*** Exercise data Section Begins ***
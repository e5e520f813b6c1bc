#![allow(clippy::float_cmp)]

use super::*;

fn rec(id: NodeId, x: f32, y: f32) -> NodeRecord {
    NodeRecord { id, x, y, w: 100.0, h: 50.0, vx: 0.0, vy: 0.0, flags: 0 }
}

fn table(capacity: usize) -> NodeTable {
    NodeTable::with_capacity(capacity).expect("table")
}

// =============================================================
// Node
// =============================================================

#[test]
fn from_record_starts_at_unit_scale() {
    let node = Node::from_record(&rec(1, 10.0, 20.0)).expect("node");
    assert_eq!(node.scale, 1.0);
    assert_eq!(node.width(), 100.0);
    assert_eq!(node.to_record(), rec(1, 10.0, 20.0));
}

#[test]
fn flags_decode_known_and_retain_unknown_bits() {
    let mut r = rec(1, 0.0, 0.0);
    r.flags = 1 | 4 | 64;
    let node = Node::from_record(&r).expect("node");
    assert!(node.is_pinned());
    assert!(node.flags.contains(NodeFlags::IMAGE));
    assert!(!node.flags.contains(NodeFlags::PASSIVE));
    assert_eq!(node.to_record().flags, 69);
}

#[test]
fn contains_is_inclusive_and_uses_scaled_size() {
    let mut node = Node::from_record(&rec(1, 0.0, 0.0)).expect("node");
    assert!(node.contains(Point::new(100.0, 50.0)));
    assert!(!node.contains(Point::new(100.1, 50.0)));
    node.scale = 2.0;
    assert!(node.contains(Point::new(200.0, 100.0)));
}

#[test]
fn non_finite_or_negative_size_is_invalid() {
    let mut r = rec(1, f32::NAN, 0.0);
    assert!(matches!(Node::from_record(&r), Err(EngineError::InvalidArgument(_))));
    r.x = 0.0;
    r.w = -1.0;
    assert!(validate_record(&r).is_err());
}

// =============================================================
// NodeTable
// =============================================================

#[test]
fn upsert_inserts_in_order() {
    let mut t = table(4);
    assert!(t.upsert(&rec(3, 0.0, 0.0)).expect("upsert"));
    assert!(t.upsert(&rec(1, 0.0, 0.0)).expect("upsert"));
    let ids: Vec<NodeId> = t.iter().map(|n| n.id).collect();
    assert_eq!(ids, vec![3, 1]);
}

#[test]
fn re_upsert_updates_in_place_and_keeps_scale() {
    let mut t = table(4);
    t.upsert(&rec(1, 0.0, 0.0)).expect("upsert");
    t.upsert(&rec(2, 0.0, 0.0)).expect("upsert");
    t.get_mut(1).expect("node").scale = 1.5;

    t.upsert(&rec(1, 30.0, 40.0)).expect("upsert");
    assert_eq!(t.len(), 2);
    let node = t.get(1).expect("node");
    assert_eq!((node.x, node.y, node.scale), (30.0, 40.0, 1.5));
    assert_eq!(t.as_slice()[0].id, 1);
}

#[test]
fn new_ids_beyond_capacity_are_rejected_but_updates_pass() {
    let mut t = table(1);
    assert!(t.upsert(&rec(1, 0.0, 0.0)).expect("upsert"));
    assert!(!t.upsert(&rec(2, 0.0, 0.0)).expect("upsert"));
    assert!(t.upsert(&rec(1, 5.0, 0.0)).expect("upsert"));
    assert_eq!(t.len(), 1);
    assert!(!t.contains(2));
}

#[test]
fn remove_keeps_order_and_reindexes() {
    let mut t = table(4);
    for id in 1..=4 {
        t.upsert(&rec(id, id as f32, 0.0)).expect("upsert");
    }
    let removed = t.remove(2).expect("removed");
    assert_eq!(removed.id, 2);
    assert!(t.remove(2).is_none());
    let ids: Vec<NodeId> = t.iter().map(|n| n.id).collect();
    assert_eq!(ids, vec![1, 3, 4]);
    assert_eq!(t.get(4).expect("node").x, 4.0);
    assert_eq!(t.get(3).expect("node").x, 3.0);
}

#[test]
fn clear_empties_but_keeps_capacity() {
    let mut t = table(2);
    t.upsert(&rec(1, 0.0, 0.0)).expect("upsert");
    t.clear();
    assert!(t.is_empty());
    assert_eq!(t.capacity(), 2);
    assert!(t.get(1).is_none());
}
*** Exercise data Section Ends ***
Return each line from the entries above that includes "NodeRecord".

fn rec(id: NodeId, x: f32, y: f32) -> NodeRecord {
    NodeRecord { id, x, y, w: 100.0, h: 50.0, vx: 0.0, vy: 0.0, flags: 0 }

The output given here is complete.